The Avant-dernières pensées (Penultimate Thoughts) is a 1915 piano composition by Erik Satie. The last of his humoristic piano suites of the 1910s, it was premiered by the composer at the Galerie Thomas in Paris on May 30, 1916, and published that same year. A typical performance lasts 3–4 minutes.
The outbreak of World War I in July 1914 was a setback for Satie just as he was gaining belated recognition as a composer. Although at age 48 he remained a civilian, wartime conditions seriously disrupted French musical life. Publishers ceased commissioning his music and the pending publication of his 1914 compositions was suspended for two years or more. As he had renounced playing piano in Paris cabarets – his primary source of income for many years – Satie had only the generosity of friends and occasional private teaching to subsist on. In August 1915 he appealed to composer Paul Dukas to help him get financial assistance from charitable organizations, remarking, "For me, this war is like a sort of Apocalypse, more idiotic than real." Some aid must have been forthcoming, for he was soon at work on the pensées.
Originally entitled Étrange rumeurs (Strange Rumors), the three pieces comprising Avant-dernières pensées were completed between August 23 and October 6, 1915. Satie dedicated them to three important colleagues:
Debussy was Satie's closest friend for over 20 years, but their relations were growing strained at this time and would end bitterly in 1917. Dukas was a faithful friend to both. Roussel was Satie's teacher of counterpoint at the Schola Cantorum (1905–1908) and guided him through the development of his mature contrapuntal style. In the 1920s Satie vociferously defended Dukas and Roussel against their critics in the French musical establishment.

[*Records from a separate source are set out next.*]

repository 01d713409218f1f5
pub mod inbound;
//! # Domain Entities
//!
//! What the plaintext registry stores: transaction records keyed by digest
//! and signature entries in per-signer ledgers.

use serde::{Deserialize, Serialize};
use shared_types::{Address, CompactSignature, Hash, SafeTransaction, U256};
use sr_01_compact_list::FixedWidth;
use sr_02_signature_verification::{address_word, hash_words, uint_word};

/// A transaction as read back from the store.
///
/// Unknown digests read back as a zero-valued record with `stored == false`.
#[derive(Debug, Clone, PartialEq, Eq, Default, Serialize, Deserialize)]
pub struct TransactionRecord {
    /// True once the digest has been stored.
    pub stored: bool,
    /// The transaction parameters (zero-valued when not stored).
    pub transaction: SafeTransaction,
}

impl TransactionRecord {
    /// A record for a stored transaction.
    pub fn stored(transaction: SafeTransaction) -> Self {
        Self {
            stored: true,
            transaction,
        }
    }
}

/// One signature in a signer's ledger.
#[derive(Debug, Clone, Copy, PartialEq, Eq, Hash, Default, Serialize, Deserialize)]
pub struct SignatureEntry {
    /// R component.
    pub r: [u8; 32],
    /// Canonical S with the recovery parity in bit 255.
    pub vs: [u8; 32],
    /// Digest the signature was made over.
    pub tx_hash: Hash,
}

impl SignatureEntry {
    pub fn new(signature: CompactSignature, tx_hash: Hash) -> Self {
        Self {
            r: signature.r,
            vs: signature.vs,
            tx_hash,
        }
    }

    /// The signature in compact form.
    pub fn signature(&self) -> CompactSignature {
        CompactSignature {
            r: self.r,
            vs: self.vs,
        }
    }
}

impl FixedWidth for SignatureEntry {
    const WIDTH: usize = 96;

    fn encode(&self, out: &mut Vec<u8>) {
        out.extend_from_slice(&self.r);
        out.extend_from_slice(&self.vs);
        out.extend_from_slice(&self.tx_hash);
    }

    fn decode(bytes: &[u8]) -> Self {
        let mut entry = SignatureEntry::default();
        entry.r.copy_from_slice(&bytes[..32]);
        entry.vs.copy_from_slice(&bytes[32..64]);
        entry.tx_hash.copy_from_slice(&bytes[64..96]);
        entry
    }
}

/// The four dimensions a signature ledger is keyed by.
#[derive(Debug, Clone, Copy, PartialEq, Eq, Hash, Serialize, Deserialize)]
pub struct SignatureLedgerKey {
    pub signer: Address,
    pub safe: Address,
    pub chain_id: U256,
    pub nonce: U256,
}

impl SignatureLedgerKey {
    pub fn new(signer: Address, safe: Address, chain_id: U256, nonce: U256) -> Self {
        Self {
            signer,
            safe,
            chain_id,
            nonce,
        }
    }

    /// `H(signer, safe, chainId, nonce)`, the ledger's identity in storage.
    pub fn list_id(&self) -> Hash {
        hash_words(&[
            address_word(&self.signer),
            address_word(&self.safe),
            uint_word(self.chain_id),
            uint_word(self.nonce),
        ])
    }
}

/// What an accepted enqueue produced.
#[derive(Debug, Clone, Copy, PartialEq, Eq, Default, Serialize, Deserialize)]
pub struct Enqueued {
    /// Index of the new entry in the signer's ledger.
    pub list_index: u64,
    /// The call stored the transaction; false when its digest was known.
    pub newly_stored: bool,
}

/// A plaintext proposal: the transaction, where it targets, and a signature.
#[derive(Debug, Clone, PartialEq, Eq)]
pub struct EnqueueRequest {
    pub safe: Address,
    pub chain_id: U256,
    pub nonce: U256,
    pub transaction: SafeTransaction,
    /// 65-byte `r ‖ s ‖ v` signature over the transaction digest.
    pub signature: Vec<u8>,
}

Unlike most of his other piano suites of the period, the pensées contain no musical quotations for parodic effect, nor does Satie attempt to pastiche his fellow composers. In each piece bitonal melodic phrases evolve over an unchanging ostinato played from beginning to end: an Alberti bass in the Idylle, rapid triplets in the Méditation. In the Aubade it takes the form of two arpeggiated chords (the second played twice) that suggest the strumming of a guitar or mandolin. The conclusions of the outer two movements are quietly punctuated with a single chord; the strumming ostinato has the final say in the Aubade.